WWCU (95.3 FM) is a radio station owned by Western Carolina University and licensed to Dillsboro, North Carolina. The station plays a variety format.

WWCU broadcasts 24 hours a day, seven days a week from studios in the Old Student Union on the Western Carolina campus as Jackson County's only local FM radio station. Student staff members work in an academic environment with studios similar to those found in commercial stations. The main transmitter is located on Brown Mountain.

WWCU airs mostly adult contemporary and country music. There are announcers on the station during regular rotation. There are also specialty shows during the evening and weekend hours.
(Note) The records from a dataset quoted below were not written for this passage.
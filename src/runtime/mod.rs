use std::env;
use std::io;
use std::path::PathBuf;
use std::time::Duration;

use env_logger::Env;
use log::info;

use crate::audio::{EngineError, PlaybackEngine, RodioEngine};
use crate::device::DeviceOptions;
use crate::library::DirectorySource;
use crate::mci::{self, Command, DEVICE_ID, Dispatcher, EngineFactory, NoDriver, Request};

mod event_loop;
mod parse;
mod settings;

pub use event_loop::{ConsoleNotifier, handle_line};
pub use parse::{Line, ParseError, parse_line, parse_position};

#[cfg(test)]
mod tests;

pub fn run() -> Result<(), Box<dyn std::error::Error>> {
    env_logger::Builder::from_env(Env::default().default_filter_or("info")).init();

    let settings = settings::load_settings();

    let dir = env::args()
        .nth(1)
        .map(PathBuf::from)
        .unwrap_or_else(|| settings.library.dir.clone());
    info!("music directory: {}", dir.display());

    let source = DirectorySource::new(dir, settings.library.clone());
    let engines: EngineFactory = Box::new(|| -> Result<Box<dyn PlaybackEngine>, EngineError> {
        Ok(Box::new(RodioEngine::new()?))
    });

    let shared = mci::into_shared(Dispatcher::new(
        Box::new(source),
        engines,
        Box::new(NoDriver),
        Box::new(ConsoleNotifier),
        DeviceOptions::from(&settings),
    ));
    let pump = mci::spawn_event_pump(&shared, Duration::from_millis(settings.audio.event_poll_ms));

    let run_result = event_loop::run(&shared, io::stdin().lock(), &mut io::stdout());

    if mci::lock(&shared).is_open() {
        let _ = mci::send_command(&shared, Request::new(DEVICE_ID, Command::Close));
    }
    drop(shared);
    let _ = pump.join();

    run_result.map_err(Into::into)
}
use super::*;
use crate::audio::{EngineError, PlaybackEngine};
use crate::device::{DeviceOptions, NotifyTarget, SeekTarget, StatusItem};
use crate::mci::{self, Command, DEVICE_ID, DeviceType, Dispatcher, EngineFactory, NoDriver, Request};
use crate::testing::{FakeEngine, RecordingNotifier, disc};
use crate::timecode::{FORMAT_TMSF, TimeFormat};

fn request(line: &str) -> Request {
    match parse_line(line, NotifyTarget(1)).unwrap() {
        Line::Request(r) => r,
        other => panic!("expected a request, got {other:?}"),
    }
}

#[test]
fn positions_pack_fields_into_bytes() {
    assert_eq!(parse_position("3").unwrap(), 3);
    assert_eq!(parse_position("0x0203").unwrap(), 0x0203);
    assert_eq!(parse_position("2:5").unwrap(), 0x0502);
    assert_eq!(parse_position("3:1:30:0").unwrap(), 0x001E_0103);
    assert!(parse_position("1:300").is_err());
    assert!(parse_position("1:2:3:4:5").is_err());
    assert!(parse_position("soon").is_err());
}

#[test]
fn open_lines() {
    let r = request("open cdaudio alias cd shareable");
    assert_eq!(r.device, 0);
    let Command::Open(params) = r.command else {
        panic!("not an open");
    };
    assert_eq!(params.device_type, Some(DeviceType::CdAudio));
    assert_eq!(params.alias.as_deref(), Some("cd"));
    assert!(params.shareable);

    let Command::Open(params) = request("open 516").command else {
        panic!("not an open");
    };
    assert_eq!(params.device_type, Some(DeviceType::CdAudio));
}

#[test]
fn play_line_with_flags() {
    let r = request("PLAY cdaudio from 1 to 3 notify wait");
    assert_eq!(r.device, DEVICE_ID);
    assert_eq!(
        r.command,
        Command::Play {
            from: Some(1),
            to: Some(3)
        }
    );
    assert_eq!(r.notify, Some(NotifyTarget(1)));
    assert!(r.wait);

    assert_eq!(
        request("play cdaudio").command,
        Command::Play { from: None, to: None }
    );
    assert!(parse_line("play cdaudio from", NotifyTarget(1)).is_err());
}

#[test]
fn set_seek_and_status_lines() {
    assert_eq!(
        request("set cdaudio time format tmsf").command,
        Command::Set {
            time_format: Some(FORMAT_TMSF)
        }
    );
    assert_eq!(
        request("seek cdaudio to end").command,
        Command::Seek(SeekTarget::End)
    );
    assert_eq!(
        request("seek cdaudio to 1:30").command,
        Command::Seek(SeekTarget::To(0x1E01))
    );
    assert_eq!(
        request("status cdaudio length track 2").command,
        Command::Status {
            item: StatusItem::Length,
            track: Some(2)
        }
    );
    assert_eq!(
        request("status cdaudio number of tracks").command,
        Command::Status {
            item: StatusItem::NumberOfTracks,
            track: None
        }
    );
    assert_eq!(
        request("status cdaudio type track 4").command,
        Command::Status {
            item: StatusItem::TrackType,
            track: Some(4)
        }
    );
}

#[test]
fn malformed_lines() {
    let t = NotifyTarget(1);
    assert_eq!(parse_line("   ", t).unwrap(), Line::Empty);
    assert_eq!(parse_line("quit", t).unwrap(), Line::Quit);
    assert_eq!(parse_line("volume", t).unwrap(), Line::Volume(None));
    assert_eq!(parse_line("volume 0xffff", t).unwrap(), Line::Volume(Some(0xFFFF)));
    assert!(matches!(parse_line("eject cdaudio", t), Err(ParseError::UnknownVerb(_))));
    assert!(matches!(parse_line("stop", t), Err(ParseError::MissingDevice(_))));
    assert!(matches!(
        parse_line("status cdaudio colour", t),
        Err(ParseError::UnknownItem(_))
    ));
    assert_eq!(request("stop waveaudio").device, 0);
}

fn console() -> mci::SharedDispatcher {
    let (_, log) = FakeEngine::new();
    let engines: EngineFactory = Box::new(move || -> Result<Box<dyn PlaybackEngine>, EngineError> {
        Ok(Box::new(FakeEngine::with_log(&log)))
    });
    mci::into_shared(Dispatcher::new(
        Box::new(disc(&[(1, 65), (2, 60)])),
        engines,
        Box::new(NoDriver),
        Box::new(RecordingNotifier::default()),
        DeviceOptions {
            time_format: TimeFormat::Msf,
            volume_file: None,
        },
    ))
}

fn run_lines(shared: &mci::SharedDispatcher, lines: &str) -> String {
    let mut out = Vec::new();
    event_loop::run(shared, lines.as_bytes(), &mut out).unwrap();
    String::from_utf8(out).unwrap()
}

#[test]
fn console_session() {
    let shared = console();
    let out = run_lines(
        &shared,
        "open cdaudio\n\
         status cdaudio length\n\
         set cdaudio time format tmsf\n\
         status cdaudio position track 2\n\
         play cdaudio from 2 to 1\n\
         volume\n\
         bogus cdaudio\n\
         quit\n\
         close cdaudio\n",
    );
    let lines: Vec<&str> = out.lines().collect();

    assert_eq!(lines[0], DEVICE_ID.to_string());
    assert_eq!(lines[1], 0x0502.to_string());
    assert_eq!(lines[2], "0");
    assert_eq!(lines[3], "2");
    assert!(lines[4].starts_with("error MCIERR_OUTOFRANGE (282)"));
    assert_eq!(lines[5], "0xffffffff");
    assert!(lines[6].starts_with("? unknown command"));
    assert_eq!(lines.len(), 7);
    // quit stops before the close
    assert!(mci::lock(&shared).is_open());
}

#[test]
fn console_reports_errors_with_native_names() {
    let shared = console();
    let mut out = Vec::new();

    let keep_going =
        handle_line(&shared, "pause cdaudio", NotifyTarget(1), &mut out).unwrap();
    assert!(keep_going);
    handle_line(&shared, "volume 5", NotifyTarget(1), &mut out).unwrap();

    let out = String::from_utf8(out).unwrap();
    let lines: Vec<&str> = out.lines().collect();
    assert!(lines[0].starts_with("error MCIERR_INVALID_DEVICE_NAME (263)"));
    assert_eq!(lines[1], "error MMSYSERR_BADDEVICEID (2)");
}

#[test]
fn request_targets_only_the_cd() {
    let r: Request = request("close cdaudio");
    assert_eq!(r, Request::new(DEVICE_ID, Command::Close));
}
WWCU is the flagship station for the Catamount Sports Network and provides coverage of the Western Carolina Catamounts, including Western Carolina Catamounts football, men's basketball, and women's basketball.

==History==
In the autumn of 1947, carrier current station "WWOO" (550 AM) signed on from the Joyner Building (destroyed by fire in the early 1980s) as the first radio station in Jackson County. This station was carrier current, meaning that instead of broadcasting from a radio tower into the open air where anyone with a radio could pick it up, it transmitted, through phone lines, to small transmitters located in the basements of each dorm and building using the electrical wiring of that building as an antenna, broadcasting 15 watts of power. (Listeners had to be in the building to pick it up). Later the studios were moved to the Stillwell building (which at that time was the library) overlooking Memorial Football Stadium, which was located where the Apodaca Science Building is today. In 1967, WWOO became "WCAT" and moved its studios to what is now office suite 123 in the Killian building.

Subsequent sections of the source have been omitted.